Nearly 44,000 people attended this year’s RSA Security Conference, many of them channel partners, which helped shape the event’s overarching theme: “The Power of Community.”
While community was the banner message, the real star of the show was the rapid rise of Agentic AI, autonomous AI agents capable of taking independent action. For the channel, this shift signals a major opportunity to build new offerings around enhanced security governance for these emerging systems.
Agentic AI wasn’t the only major takeaway from RSA 2026. Several other themes stood out for the channel.
Passwords Are Dead
This takeaway comes from Jim Taylor, president of security at RSA Security, who told eChannelNews that traditional passwords have outlived their usefulness.
“Passwords fall short everywhere, including in critical areas like desktop logon, where organizations still rely on them because the industry historically failed to deliver better alternatives. We need to remove passwords altogether. They’re costly to maintain and create a gaping security issue,” he said.
Unaware Risks in AI Adoption
Kayla Williams, vCISO for KWC of Boston, speaking at a Checkmarx event, warned that most organizations underestimate the risks introduced by AI adoption.
“The biggest change with AI is the velocity of development, which also dramatically expands the attack surface. AI is both an opportunity and a risk,” she said.
Williams highlighted several areas organizations must address:
Security teams need upskilling to keep pace with AI‑driven development.
At least one security professional must be embedded in every AI development loop.
Ownership of AI systems remains unclear in many organizations, creating governance gaps.

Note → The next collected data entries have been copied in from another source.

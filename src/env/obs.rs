use crate::{
    data::PriceTable,
    error::EnvResult,
    types::{Date, Observation, Signal},
};

use super::env::TradingEnv;

/// Up/down per tracked column between the closes on `from` and `to`.
///
/// A flat price counts as `Down`.
pub fn observe(table: &PriceTable, columns: &[usize], from: Date, to: Date) -> EnvResult<Observation> {
    let before = table.prices_on(from, columns)?;
    let after = table.prices_on(to, columns)?;

    Ok(Observation(
        before
            .iter()
            .zip(after.iter())
            .map(|(before, after)| Signal::between(*before, *after))
            .collect(),
    ))
}

impl TradingEnv {
    pub(super) fn get_obs(&self, from: Date, to: Date) -> EnvResult<Observation> {
        observe(&self.prices, &self.columns, from, to)
    }
}

#[cfg(test)]
mod tests {
    use super::*;
    use crate::error::EnvError;

    fn date(s: &str) -> Date {
        s.parse().unwrap()
    }

    fn table() -> PriceTable {
        PriceTable::from_rows(
            vec!["A".to_string(), "B".to_string(), "C".to_string()],
            vec![
                (date("2024-01-02"), vec![Some(10.), Some(20.), Some(5.)]),
                (date("2024-01-09"), vec![Some(10.), Some(25.), Some(4.)]),
            ],
        )
        .unwrap()
    }

    #[test]
    fn signals_follow_price_direction() {
        let obs = observe(&table(), &[0, 1, 2], date("2024-01-02"), date("2024-01-09")).unwrap();
        assert_eq!(obs.0, vec![Signal::Down, Signal::Up, Signal::Down]);
    }

    #[test]
    fn same_date_is_all_down() {
        let obs = observe(&table(), &[1, 2], date("2024-01-09"), date("2024-01-09")).unwrap();
        assert_eq!(obs.values(), vec![-1, -1]);
    }

    #[test]
    fn unknown_date_fails() {
        let result = observe(&table(), &[0], date("2024-01-02"), date("2024-01-03"));
        assert!(matches!(result, Err(EnvError::MissingPriceData(_))));
    }
}
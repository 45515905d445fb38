use rand::{rngs::StdRng, SeedableRng};
use serde::{Deserialize, Serialize};

use crate::{
    gym::ActionSpace,
    types::{Directive, Observation, Signal},
};

pub mod rollout;

pub use rollout::{run_episode, EpisodeSummary};

/// Anything that turns an observation into a raw multi-discrete action.
///
/// A trained network plugs in here. The policies below are baselines.
pub trait Policy {
    fn act(&mut self, observation: &Observation, space: &ActionSpace) -> Vec<u32>;
}

/// Uniformly random directives
pub struct RandomPolicy {
    rng: StdRng,
}

impl RandomPolicy {
    pub fn new(seed: u64) -> Self {
        Self {
            rng: StdRng::seed_from_u64(seed),
        }
    }
}

impl Policy for RandomPolicy {
    fn act(&mut self, _observation: &Observation, space: &ActionSpace) -> Vec<u32> {
        space.sample(&mut self.rng)
    }
}

/// The same directive for every asset, every step
pub struct ConstantPolicy(pub Directive);

impl Policy for ConstantPolicy {
    fn act(&mut self, _observation: &Observation, space: &ActionSpace) -> Vec<u32> {
        vec![u32::from(self.0); space.n]
    }
}

/// Buys whatever went up last week and sells whatever did not
pub struct MomentumPolicy;

impl Policy for MomentumPolicy {
    fn act(&mut self, observation: &Observation, _space: &ActionSpace) -> Vec<u32> {
        observation
            .0
            .iter()
            .map(|signal| match signal {
                Signal::Up => u32::from(Directive::Buy),
                Signal::Down => u32::from(Directive::Sell),
            })
            .collect()
    }
}

#[derive(Clone, Copy, Debug, Default, PartialEq, Eq, Serialize, Deserialize, clap::ValueEnum)]
pub enum PolicyKind {
    #[default]
    Random,
    Hold,
    Momentum,
}

impl PolicyKind {
    pub fn build(self, seed: u64) -> Box<dyn Policy> {
        match self {
            PolicyKind::Random => Box::new(RandomPolicy::new(seed)),
            PolicyKind::Hold => Box::new(ConstantPolicy(Directive::Hold)),
            PolicyKind::Momentum => Box::new(MomentumPolicy),
        }
    }
}
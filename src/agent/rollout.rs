use tracing::debug;

use crate::{
    env::TradingEnv,
    error::EnvResult,
    utils::percent_change,
};

use super::Policy;

/// How one episode went
#[derive(Debug, Clone, Copy, PartialEq)]
pub struct EpisodeSummary {
    pub steps: usize,
    pub initial_value: f64,
    pub final_value: f64,
    pub total_reward: f64,
}

impl EpisodeSummary {
    pub fn return_pct(&self) -> f64 {
        percent_change(self.initial_value, self.final_value)
    }
}

/// Resets `env` and lets `policy` act until the episode ends.
pub fn run_episode<P: Policy + ?Sized>(
    env: &mut TradingEnv,
    policy: &mut P,
    seed: Option<u64>,
) -> EnvResult<EpisodeSummary> {
    let (mut observation, _) = env.reset(seed)?;
    let initial_value = env.config().initial_investment;
    let space = env.action_space();

    let mut steps = 0;
    let mut total_reward = 0.;
    loop {
        let action = policy.act(&observation, &space);
        let step = env.step(&action)?;

        steps += 1;
        total_reward += step.reward;
        let done = step.is_done();
        observation = step.observation;

        if done {
            break;
        }
    }

    let final_value = env.portfolio_value()?;
    debug!(env_id = env.env_id, steps, final_value, "rollout finished");

    Ok(EpisodeSummary {
        steps,
        initial_value,
        final_value,
        total_reward,
    })
}
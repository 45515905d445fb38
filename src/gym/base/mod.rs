mod spaces;

pub use spaces::{ActionSpace, ObservationSpace};

use serde::{Deserialize, Serialize};

use crate::error::EnvResult;

/// Lifecycle of an environment instance.
///
/// `Uninitialized -> Ready` on reset, `Ready | Stepping -> Stepping` per
/// step, `-> Terminated` on the step that reaches the end date.
#[derive(Debug, Clone, Copy, PartialEq, Eq, Serialize, Deserialize)]
pub enum EnvStatus {
    Uninitialized,
    Ready,
    Stepping,
    Terminated,
}

impl EnvStatus {
    pub fn can_step(self) -> bool {
        matches!(self, EnvStatus::Ready | EnvStatus::Stepping)
    }
}

/// The return value for a step.
#[derive(Debug, Clone, PartialEq)]
pub struct Step<O, I> {
    pub observation: O,
    pub reward: f64,
    pub terminated: bool,
    /// Nothing truncates an episode early, this is always false
    pub truncated: bool,
    pub info: I,
}

impl<O, I> Step<O, I> {
    pub fn is_done(&self) -> bool {
        self.terminated || self.truncated
    }
}

/// The reset/step contract an external training loop drives.
///
/// Actions are the raw multi-discrete encoding, one index per asset.
pub trait Environment {
    type Observation;
    type Info;

    fn reset(&mut self, seed: Option<u64>) -> EnvResult<(Self::Observation, Self::Info)>;

    fn step(&mut self, action: &[u32]) -> EnvResult<Step<Self::Observation, Self::Info>>;

    fn observation_space(&self) -> ObservationSpace;

    fn action_space(&self) -> ActionSpace;
}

AI for Both Good Guys and Bad Guys
Executives across the conference who spoke with eChannelNews agreed that AI will be used as both a weapon and a shield. The market is already shifting beyond generative AI toward Agentic AI capable of detecting and remediating vulnerabilities autonomously. MSPs will need to adopt these tools to keep pace with increasingly AI‑enabled threat actors.
Outcomes‑as‑a‑Service
The shift toward Outcomes‑as‑a‑Service is accelerating, and customers are beginning to expect it. Channel partners must transition from selling alerts to delivering validated outcomes, such as measurable risk reduction and immediate incident remediation.
Compliance‑as‑a‑Service
Compliance‑as‑a‑Service is emerging as another strong opportunity. Regulations such as NIS2, CMMC 2.0, and HIPAA are driving demand for proactive, compliance‑aligned managed security services, particularly in the SMB segment where most MSPs operate.